I have been putting some Hemorrhoidal ointment on him but I have not seen any changes has anyone had their Rabbit have this happen to them and what did you do to help them? He is 4 Years Old and I have never seen this happen to a Rabbit Before. I can take a Pic if I need to

Thanks for all Info
Shawnda :bunnydance:


----------



## RO STAFF (Jan 30, 2006)

This is absolutely a case for a vet! 

There are some extremely serious and contagious diseases with that symptom (Viral Hemorrhagic Disease, for one). Please quarantineyour bunny and get him to a vet ASAP! If it is VHD, you're going to have to notify the proper authorities. 

The hemorrhoid meds could be poisonous or painful, its really not recommended that you use any meds like that without checking with a vet, especially when you're treating a rabbit for a human ailment they probably can't contract. 

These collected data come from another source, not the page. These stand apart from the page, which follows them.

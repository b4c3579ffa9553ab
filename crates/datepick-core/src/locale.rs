//! Calendar locale port.
//!
//! The grid builder and the month navigator only need a handful of facts about
//! the calendar: which weekday opens a week, how long a month is, what weekday a
//! date falls on, and what to call a month. Those are behind [`CalendarLocale`]
//! so hosts with their own locale data can plug it in. [`Gregorian`] is the
//! built-in implementation with English month names.

use chrono::{Month, Weekday};
use serde::{Deserialize, Serialize};

use crate::date::{self, CalendarDate};

/// Month name length for labels and option lists.
#[derive(Debug, Clone, Copy, PartialEq, Eq, Default, Serialize, Deserialize)]
#[serde(rename_all = "lowercase")]
pub enum MonthNameStyle {
    /// Three-letter abbreviation ("Mar").
    #[default]
    Short,
    /// Full name ("March").
    Long,
}

/// Calendar facts consumed by the grid builder and navigator.
pub trait CalendarLocale {
    /// First column of every week row.
    fn week_start(&self) -> Weekday;

    fn days_in_month(&self, year: i32, month: u32) -> u32;

    fn weekday_of(&self, date: CalendarDate) -> Weekday;

    /// Name of `month` (1-12).
    fn month_name(&self, month: u32, style: MonthNameStyle) -> String;

    /// Column index (0..7) of `date` in a week that starts at [`week_start`](Self::week_start).
    fn column_of(&self, date: CalendarDate) -> u32 {
        let day = self.weekday_of(date).num_days_from_sunday();
        let start = self.week_start().num_days_from_sunday();
        (day + 7 - start) % 7
    }
}

/// Proleptic Gregorian calendar with a configurable week start.
#[derive(Debug, Clone, Copy, PartialEq, Eq)]
pub struct Gregorian {
    week_start: Weekday,
}

impl Gregorian {
    pub fn new(week_start: Weekday) -> Self {
        Self { week_start }
    }

    pub fn monday_first() -> Self {
        Self::new(Weekday::Mon)
    }
}

impl Default for Gregorian {
    /// Sunday-first weeks.
    fn default() -> Self {
        Self::new(Weekday::Sun)
    }
}

impl CalendarLocale for Gregorian {
    fn week_start(&self) -> Weekday {
        self.week_start
    }

    fn days_in_month(&self, year: i32, month: u32) -> u32 {
        date::days_in_month(year, month)
    }

    fn weekday_of(&self, date: CalendarDate) -> Weekday {
        date.weekday()
    }

    fn month_name(&self, month: u32, style: MonthNameStyle) -> String {
        let name = u8::try_from(month)
            .ok()
            .and_then(|m| Month::try_from(m).ok())
            .map(|m| m.name())
            .unwrap_or("");
        match style {
            MonthNameStyle::Long => name.to_string(),
            MonthNameStyle::Short => name.chars().take(3).collect(),
        }
    }
}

Is it possible one of the other bunnies bit him? That too is a case for a vet. 

Good luck with your bunny. ray: PLEASE keep us up to date on this.

RO Staff


----------



## Tx_BunnyMoM (Jan 31, 2006)

Hi All of my Rabbits are in their own cage. No way another rabbit bit him, I have moved him away from all the other Rabbits. I will call some vets in my area and see if they take care of Rabbits I live in a Small Town so not sure if they do. Can he die From this? I have not seen any runny poop so I think he is still pooping the same he is eating and drinking the same. I will keep you updated on this

Shawnda :bunnydance:


----------



## RO STAFF (Jan 31, 2006)

It doesn't sound like VHD if he has no other symptoms, but you can never be too careful! Here's a info sheet: 

http://www.rabbitnetwork.org/articles/vhd.shtml

Meanwhile, until you can find a vet, you should make sure you guy is getting lots of hydration to help make it easy to pass his stools and keep his gut moving. Some canned pumpkin will probably help. 

RO Staff


----------



## naturestee (Jan 31, 2006)

I hope your vets can do something for him. Till then, keep his cage very clean to prevent infection. You might want to wipe the cage floor down with a mild vinegar solution, even if it's wire. Take out any bedding/hay piles (in a rackis probably okay)for now except newspaper or paper towels so it won't stick to him.

Keep a close eye on him. If he's in pain he may stop eating and bring about GI stasis on top of this.

ray:


----------



## JimD (Jan 31, 2006)

My first thoughts are....get to a vet.

It could be a:

*"Prolapsed rectum
*Because of irritation or injury, the inner part of the rectum is pushed out so that it is visible as a pink mass protruding from the anal opening. "


----------



## Tx_BunnyMoM (Jan 31, 2006)

JimD I think you hit the nail on the head because that is what it looks like. Looks like a Raw Piece of Meat Hanging out. He is Still Eating and Drinking and Acting the Same his poop is Normal but when he does poop he does bleed a little. 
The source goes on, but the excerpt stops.